No. An obsidian mirror is a traditional and highly regarded scrying tool, but a homemade painted glass mirror works equally well for the practice, particularly when you are beginning. The scrying itself depends on your own perception and practice, not on the cost or material of the tool. Many experienced practitioners prefer a simple handmade glass mirror because they made it themselves and have worked with it consistently.
How long does it take to see visions in a black mirror?
This varies significantly between individuals. Some practitioners report impressions in their first few sessions. Others practice consistently for months before the quality of perception needed for clear scrying develops. The most important factor is regularity: short sessions practiced frequently produce more development than occasional long sessions. Managing expectations honestly is also important. Most sessions will produce subtle impressions rather than dramatic visions and that is entirely normal.
What does it mean if you feel uncomfortable while scrying?
Mild disorientation or a feeling of strangeness during scrying is common and generally harmless. The altered state of attention scrying requires can feel unusual if you are not accustomed to it. If you feel genuinely distressed or frightened, end the session, ground yourself thoroughly and consider what intentions and protective measures you brought into the practice.
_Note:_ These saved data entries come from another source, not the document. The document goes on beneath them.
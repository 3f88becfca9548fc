//! Named numeric metrics handed to report serializers.

use serde::Serialize;

/// A single numeric metric value.
#[derive(Debug, Clone, Copy, PartialEq, Serialize)]
#[serde(untagged)]
pub enum MetricValue {
    Integer(i64),
    Float(f64),
}

impl MetricValue {
    #[must_use]
    pub fn as_f64(&self) -> f64 {
        match *self {
            #[allow(clippy::cast_precision_loss)]
            MetricValue::Integer(v) => v as f64,
            MetricValue::Float(v) => v,
        }
    }
}

impl std::fmt::Display for MetricValue {
    /// Integers print bare; whole floats keep one decimal (`5.0`).
    fn fmt(&self, f: &mut std::fmt::Formatter<'_>) -> std::fmt::Result {
        match *self {
            MetricValue::Integer(v) => write!(f, "{v}"),
            MetricValue::Float(v) if v.is_finite() && v.fract() == 0.0 => write!(f, "{v:.1}"),
            MetricValue::Float(v) => write!(f, "{v}"),
        }
    }
}

impl From<i64> for MetricValue {
    fn from(v: i64) -> Self {
        MetricValue::Integer(v)
    }
}

impl From<u64> for MetricValue {
    fn from(v: u64) -> Self {
        MetricValue::Integer(i64::try_from(v).unwrap_or(i64::MAX))
    }
}

impl From<usize> for MetricValue {
    fn from(v: usize) -> Self {
        MetricValue::Integer(i64::try_from(v).unwrap_or(i64::MAX))
    }
}

impl From<f64> for MetricValue {
    fn from(v: f64) -> Self {
        MetricValue::Float(v)
    }
}

/// Insertion-ordered `name -> value` mapping.
///
/// Iteration order is the order keys were first inserted; re-inserting an
/// existing key replaces its value in place.
#[derive(Debug, Clone, Default, PartialEq, Serialize)]
pub struct SummaryMetrics {
    entries: Vec<(String, MetricValue)>,
}

impl SummaryMetrics {
    #[must_use]
    pub fn new() -> Self {
        Self::default()
    }

    pub fn insert(&mut self, name: impl Into<String>, value: impl Into<MetricValue>) {
        let name = name.into();
        let value = value.into();
        if let Some(slot) = self.entries.iter_mut().find(|(k, _)| *k == name) {
            slot.1 = value;
        } else {
            self.entries.push((name, value));
        }
    }

    /// Builder-style [`insert`](Self::insert).
    #[must_use]
    pub fn with(mut self, name: impl Into<String>, value: impl Into<MetricValue>) -> Self {
        self.insert(name, value);
        self
    }

    #[must_use]
    pub fn get(&self, name: &str) -> Option<MetricValue> {
        self.entries
            .iter()
            .find(|(k, _)| k == name)
            .map(|(_, v)| *v)
    }

    pub fn iter(&self) -> impl Iterator<Item = (&str, MetricValue)> {
        self.entries.iter().map(|(k, v)| (k.as_str(), *v))
    }

    #[must_use]
    pub fn len(&self) -> usize {
        self.entries.len()
    }

    #[must_use]
    pub fn is_empty(&self) -> bool {
        self.entries.is_empty()
    }
}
Some practitioners find that working with a black mirror in a space that has not been cleansed or without having set clear boundaries produces an uncomfortable quality to sessions that disappears once those steps are taken.
Can I use a regular mirror instead of a black mirror?
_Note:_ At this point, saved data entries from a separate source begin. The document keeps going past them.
//! Metric aggregation over location insights and reviews.

pub mod insights;
pub mod reviews;
pub mod selection;
pub mod summary;

pub use insights::{
    actions_distribution, brand_impressions, daily_totals, location_search_impressions,
    weekday_search_pattern, ActionsDistribution, BrandImpressions, DailyTotals, InsightTotals,
};
pub use reviews::{most_recent, rating_distribution, ReviewStats};
pub use selection::{brands, LocationFilter, SelectionError};
pub use summary::summary_metrics;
Yes, in low light conditions. An ordinary mirror in a dimly lit room loses much of its usual reflective clarity and can function as a scrying surface. It is less consistent than a dedicated black mirror because the ordinary mirror in full light gives a clear reflection, which trains a different quality of attention. A dedicated black mirror keeps a consistent surface quality regardless of lighting, which is why most practitioners who work with mirrors regularly prefer one.
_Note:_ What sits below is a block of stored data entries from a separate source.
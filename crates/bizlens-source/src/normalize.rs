//! Conversion from Business Profile wire types into bizlens records.

use std::collections::BTreeMap;

use bizlens_core::{DateRange, InsightRow, Location, Review};
use chrono::{DateTime, NaiveDate};

use crate::types::{ApiLocation, ApiReview, MultiDailyMetricsResponse, PostalAddress};

pub const UNBRANDED: &str = "Unbranded";
pub const ANONYMOUS: &str = "Anonymous";

/// Daily metrics requested from the Performance API.
pub const DAILY_METRICS: [&str; 7] = [
    "BUSINESS_IMPRESSIONS_DESKTOP_SEARCH",
    "BUSINESS_IMPRESSIONS_MOBILE_SEARCH",
    "BUSINESS_IMPRESSIONS_DESKTOP_MAPS",
    "BUSINESS_IMPRESSIONS_MOBILE_MAPS",
    "WEBSITE_CLICKS",
    "BUSINESS_DIRECTION_REQUESTS",
    "CALL_CLICKS",
];

/// Strip a resource prefix: `locations/123` -> `123`, `accounts/9` -> `9`.
#[must_use]
pub fn resource_id<'a>(name: &'a str, collection: &str) -> &'a str {
    name.strip_prefix(collection)
        .and_then(|rest| rest.strip_prefix('/'))
        .unwrap_or(name)
}

fn format_address(address: &PostalAddress) -> Option<String> {
    let parts: Vec<&str> = address
        .address_lines
        .iter()
        .map(String::as_str)
        .chain(address.locality.as_deref())
        .chain(address.administrative_area.as_deref())
        .chain(address.postal_code.as_deref())
        .map(str::trim)
        .filter(|p| !p.is_empty())
        .collect();
    (!parts.is_empty()).then(|| parts.join(", "))
}

/// Brand is the first label; unlabelled locations are grouped as
/// [`UNBRANDED`]. A missing title falls back to the location id.
#[must_use]
pub fn location_from_api(api: ApiLocation) -> Location {
    let id = resource_id(&api.name, "locations").to_string();
    let brand = api
        .labels
        .into_iter()
        .map(|l| l.trim().to_string())
        .find(|l| !l.is_empty())
        .unwrap_or_else(|| UNBRANDED.to_string());
    let name = api
        .title
        .filter(|t| !t.trim().is_empty())
        .unwrap_or_else(|| id.clone());

    Location {
        address: api.storefront_address.as_ref().and_then(format_address),
        phone: api.phone_numbers.and_then(|p| p.primary_phone),
        id,
        name,
        brand,
    }
}

/// `ONE`..`FIVE` -> 1..5.
#[must_use]
pub fn star_rating(value: &str) -> Option<u8> {
    match value {
        "ONE" => Some(1),
        "TWO" => Some(2),
        "THREE" => Some(3),
        "FOUR" => Some(4),
        "FIVE" => Some(5),
        _ => None,
    }
}

/// Calendar date of an RFC 3339 timestamp, as written (no zone shift).
#[must_use]
pub fn create_date(value: &str) -> Option<NaiveDate> {
    DateTime::parse_from_rfc3339(value)
        .ok()
        .map(|dt| dt.date_naive())
}

/// Convert one API review. Reviews with an unknown rating or an unparseable
/// timestamp are skipped with a warning.
#[must_use]
pub fn review_from_api(api: ApiReview, id: i64, location: &Location) -> Option<Review> {
    let Some(rating) = star_rating(&api.star_rating) else {
        tracing::warn!(
            location = %location.id,
            review_id = api.review_id.as_deref().unwrap_or_default(),
            star_rating = %api.star_rating,
            "skipping review with unknown star rating"
        );
        return None;
    };
    let Some(date) = create_date(&api.create_time) else {
        tracing::warn!(
            location = %location.id,
            review_id = api.review_id.as_deref().unwrap_or_default(),
            create_time = %api.create_time,
            "skipping review with unparseable createTime"
        );
        return None;
    };

    let author = api
        .reviewer
        .and_then(|r| r.display_name)
        .filter(|n| !n.trim().is_empty())
        .unwrap_or_else(|| ANONYMOUS.to_string());

    Some(
        Review {
            id,
            author,
            rating,
            text: api.comment.unwrap_or_default(),
            date,
            location_name: None,
            brand: None,
        }
        .at_location(location),
    )
}

#[derive(Debug, Default, Clone, Copy)]
struct DayCounters {
    search: u64,
    map: u64,
    website: u64,
    directions: u64,
    calls: u64,
}

impl DayCounters {
    fn add(&mut self, metric: &str, value: u64) -> bool {
        let slot = match metric {
            "BUSINESS_IMPRESSIONS_DESKTOP_SEARCH" | "BUSINESS_IMPRESSIONS_MOBILE_SEARCH" => {
                &mut self.search
            }
            "BUSINESS_IMPRESSIONS_DESKTOP_MAPS" | "BUSINESS_IMPRESSIONS_MOBILE_MAPS" => {
                &mut self.map
            }
            "WEBSITE_CLICKS" => &mut self.website,
            "BUSINESS_DIRECTION_REQUESTS" => &mut self.directions,
            "CALL_CLICKS" => &mut self.calls,
            _ => return false,
        };
        *slot += value;
        true
    }
}

/// Fold the per-metric time series into one row per day of `range`.
///
/// Days the API did not report are zero. Values outside `range` and
/// unknown metrics are ignored. Photo views are not reported by the
/// Performance API and are always zero.
#[must_use]
pub fn insight_rows(
    response: MultiDailyMetricsResponse,
    location: &Location,
    range: &DateRange,
) -> Vec<InsightRow> {
    let mut by_date: BTreeMap<NaiveDate, DayCounters> =
        range.days().map(|d| (d, DayCounters::default())).collect();

    let series = response
        .multi_daily_metric_time_series
        .into_iter()
        .flat_map(|m| m.daily_metric_time_series);

    for metric in series {
        for dated in metric.time_series.dated_values {
            let Some(date) =
                NaiveDate::from_ymd_opt(dated.date.year, dated.date.month, dated.date.day)
            else {
                continue;
            };
            let Some(counters) = by_date.get_mut(&date) else {
                continue;
            };
            let value = match dated.value.as_deref().map(str::parse::<u64>) {
                None => 0,
                Some(Ok(v)) => v,
                Some(Err(_)) => {
                    tracing::warn!(
                        location = %location.id,
                        metric = %metric.daily_metric,
                        %date,
                        "skipping non-numeric metric value"
                    );
                    continue;
                }
            };
            if !counters.add(&metric.daily_metric, value) {
                tracing::debug!(metric = %metric.daily_metric, "ignoring unrequested metric");
            }
        }
    }

    by_date
        .into_iter()
        .map(|(date, c)| InsightRow {
            date,
            search_impressions: c.search,
            map_impressions: c.map,
            website_clicks: c.website,
            direction_requests: c.directions,
            phone_calls: c.calls,
            photo_views: 0,
            location_id: location.id.clone(),
            location_name: location.name.clone(),
            brand: location.brand.clone(),
        })
        .collect()
}

#[cfg(test)]
mod tests {
    use super::*;
    use crate::types::{PhoneNumbers, Reviewer};

    fn location() -> Location {
        Location {
            id: "123".to_string(),
            name: "Downtown Store".to_string(),
            brand: "Brand A".to_string(),
            address: None,
            phone: None,
        }
    }

    fn date(d: u32) -> NaiveDate {
        NaiveDate::from_ymd_opt(2024, 7, d).unwrap()
    }

    #[test]
    fn resource_ids_drop_collection_prefix() {
        assert_eq!(resource_id("locations/123", "locations"), "123");
        assert_eq!(resource_id("accounts/9", "accounts"), "9");
        assert_eq!(resource_id("9", "accounts"), "9");
    }

    #[test]
    fn location_takes_first_label_as_brand() {
        let loc = location_from_api(ApiLocation {
            name: "locations/55".to_string(),
            title: Some("Airport Store".to_string()),
            storefront_address: Some(PostalAddress {
                address_lines: vec!["1 Terminal Rd".to_string()],
                locality: Some("Springfield".to_string()),
                administrative_area: None,
                postal_code: Some("12345".to_string()),
            }),
            phone_numbers: Some(PhoneNumbers {
                primary_phone: Some("555-0100".to_string()),
            }),
            labels: vec![" Brand B ".to_string(), "Other".to_string()],
        });
        assert_eq!(loc.id, "55");
        assert_eq!(loc.name, "Airport Store");
        assert_eq!(loc.brand, "Brand B");
        assert_eq!(
            loc.address.as_deref(),
            Some("1 Terminal Rd, Springfield, 12345")
        );
        assert_eq!(loc.phone.as_deref(), Some("555-0100"));
    }

    #[test]
    fn unlabelled_location_is_unbranded() {
        let loc = location_from_api(ApiLocation {
            name: "locations/7".to_string(),
            title: None,
            storefront_address: None,
            phone_numbers: None,
            labels: Vec::new(),
        });
        assert_eq!(loc.brand, UNBRANDED);
        assert_eq!(loc.name, "7");
        assert!(loc.address.is_none());
    }

    #[test]
    fn star_ratings_map_to_numbers() {
        assert_eq!(star_rating("ONE"), Some(1));
        assert_eq!(star_rating("FIVE"), Some(5));
        assert_eq!(star_rating("STAR_RATING_UNSPECIFIED"), None);
    }

    #[test]
    fn create_time_keeps_written_date() {
        assert_eq!(create_date("2024-07-20T23:59:00-05:00"), Some(date(20)));
        assert_eq!(create_date("2024-07-08T10:00:00.123Z"), Some(date(8)));
        assert_eq!(create_date("yesterday"), None);
    }

    #[test]
    fn review_conversion_fills_defaults() {
        let review = review_from_api(
            ApiReview {
                review_id: Some("abc".to_string()),
                reviewer: Some(Reviewer { display_name: None }),
                star_rating: "FOUR".to_string(),
                comment: None,
                create_time: "2024-07-18T12:00:00Z".to_string(),
            },
            2,
            &location(),
        )
        .unwrap();
        assert_eq!(review.id, 2);
        assert_eq!(review.author, ANONYMOUS);
        assert_eq!(review.rating, 4);
        assert_eq!(review.text, "");
        assert_eq!(review.location_name.as_deref(), Some("Downtown Store"));
        assert_eq!(review.brand.as_deref(), Some("Brand A"));
    }

    #[test]
    fn review_with_unknown_rating_is_skipped() {
        let review = review_from_api(
            ApiReview {
                review_id: None,
                reviewer: None,
                star_rating: "STAR_RATING_UNSPECIFIED".to_string(),
                comment: Some("hm".to_string()),
                create_time: "2024-07-18T12:00:00Z".to_string(),
            },
            1,
            &location(),
        );
        assert!(review.is_none());
    }

    #[test]
    fn insight_rows_sum_platforms_and_fill_gaps() {
        let response: MultiDailyMetricsResponse = serde_json::from_value(serde_json::json!({
            "multiDailyMetricTimeSeries": [{
                "dailyMetricTimeSeries": [
                    {
                        "dailyMetric": "BUSINESS_IMPRESSIONS_DESKTOP_SEARCH",
                        "timeSeries": { "datedValues": [
                            { "date": { "year": 2024, "month": 7, "day": 1 }, "value": "10" },
                            { "date": { "year": 2024, "month": 6, "day": 30 }, "value": "99" }
                        ]}
                    },
                    {
                        "dailyMetric": "BUSINESS_IMPRESSIONS_MOBILE_SEARCH",
                        "timeSeries": { "datedValues": [
                            { "date": { "year": 2024, "month": 7, "day": 1 }, "value": "5" },
                            { "date": { "year": 2024, "month": 7, "day": 2 } }
                        ]}
                    },
                    {
                        "dailyMetric": "CALL_CLICKS",
                        "timeSeries": { "datedValues": [
                            { "date": { "year": 2024, "month": 7, "day": 3 }, "value": "4" }
                        ]}
                    }
                ]
            }]
        }))
        .unwrap();
        let range = DateRange::new(date(1), date(3)).unwrap();
        let rows = insight_rows(response, &location(), &range);

        assert_eq!(rows.len(), 3);
        assert_eq!(rows[0].date, date(1));
        assert_eq!(rows[0].search_impressions, 15);
        assert_eq!(rows[1].search_impressions, 0);
        assert_eq!(rows[2].phone_calls, 4);
        assert!(rows.iter().all(|r| r.photo_views == 0));
        assert!(rows.iter().all(|r| r.location_name == "Downtown Store"));
    }
}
Does the shape of the scrying mirror matter?
Round and oval mirrors are traditional for scrying and preferred by many practitioners, but there is no functional reason a rectangular mirror cannot be used. The preference for round shapes may relate to their visual simplicity: a rectangular frame has corners that can anchor the eye, while a round mirror presents a more uniform perceptual field. In practice, use whatever shape you are drawn to and can work with comfortably.
Can a phone screen or TV be used as a scrying mirror?
Technically yes. A turned-off phone screen or monitor is a dark reflective surface and functions as a scrying tool in the same basic way a painted glass mirror does. Some practitioners use them deliberately and find them effective.
The more interesting question is whether it is a good idea. A dedicated scrying mirror holds only what you bring to it intentionally. A phone is one of the least neutral objects most people own: it carries the accumulated energy of social media, news, notifications and other people’s content in constant rotation. In the framework where mirrors are thresholds that work in both directions, a phone screen is a threshold that has been actively open and receiving for most of your waking hours. Whether that affects a scrying session is something each practitioner notices for themselves.
The folk belief that phones and screens transmit or absorb negative energy is a modern extension of older mirror logic rather than a new idea. It describes something many people notice experientially regardless of their magical framework: prolonged screen exposure affects mood, energy and mental state in ways that a neutral object simply does not. If you want to experiment with scrying before acquiring a dedicated mirror, a phone screen in a dark room is a reasonable starting point. For regular practice, a separate dedicated tool keeps the working space cleaner.